Thursday, November 26, 2015

Today I Give Thanks For My Privilege

(a poemletter to my white American cohort celebrating Thanksgiving today
and anyone else who has privilege who feels compelled to give thanks today)

Today I give thanks for my privilege
at a laptop computer
(Apple, no less)
in my own, relatively quiet, and totally safe home.
A white woman, queer but accepted fully by
family
by my chosen society
(the immediate 18 miles that surround me).
With a warm, fat cat on my lap and
another in the bedroom -
more than one room, three bedrooms, in fact
(though small, I want to say, and the traffic outside
can be loud when it is not a holiday).

I have today off. The whole day off. Because
I am self-employed doing 100% what I love.
When people ask me:
"How can I do what you do?"
I have to pause in order not to start with:
"Do you have enough privilege to get going?"
An inheritance? Which I did.
A good credit rating?
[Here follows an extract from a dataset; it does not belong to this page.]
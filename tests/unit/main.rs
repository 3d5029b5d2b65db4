//! Unit tests mirroring the source tree

mod analysis;
mod spatial;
Ditto.
White skin and an educated upbringing? Tritto.
Because these are what made all the rest of it possible.
Even though it took dead parents to get
the money
and a lot of forced independence
for that credit rating -
the skin
the education
came first and most importantly
based on nothing other than chance.
Not a single choice in my life hasn't rested on that chance.
On privilege.

My desire to hedge, to say
"I am privileged, but..."
is itself a privilege, a mark of my own knowledge
the freedom I have to feel responsible
guilty, even,
or not.
Today, I choose not to feel guilty or ashamed.
Today I choose not to brag but to give thanks.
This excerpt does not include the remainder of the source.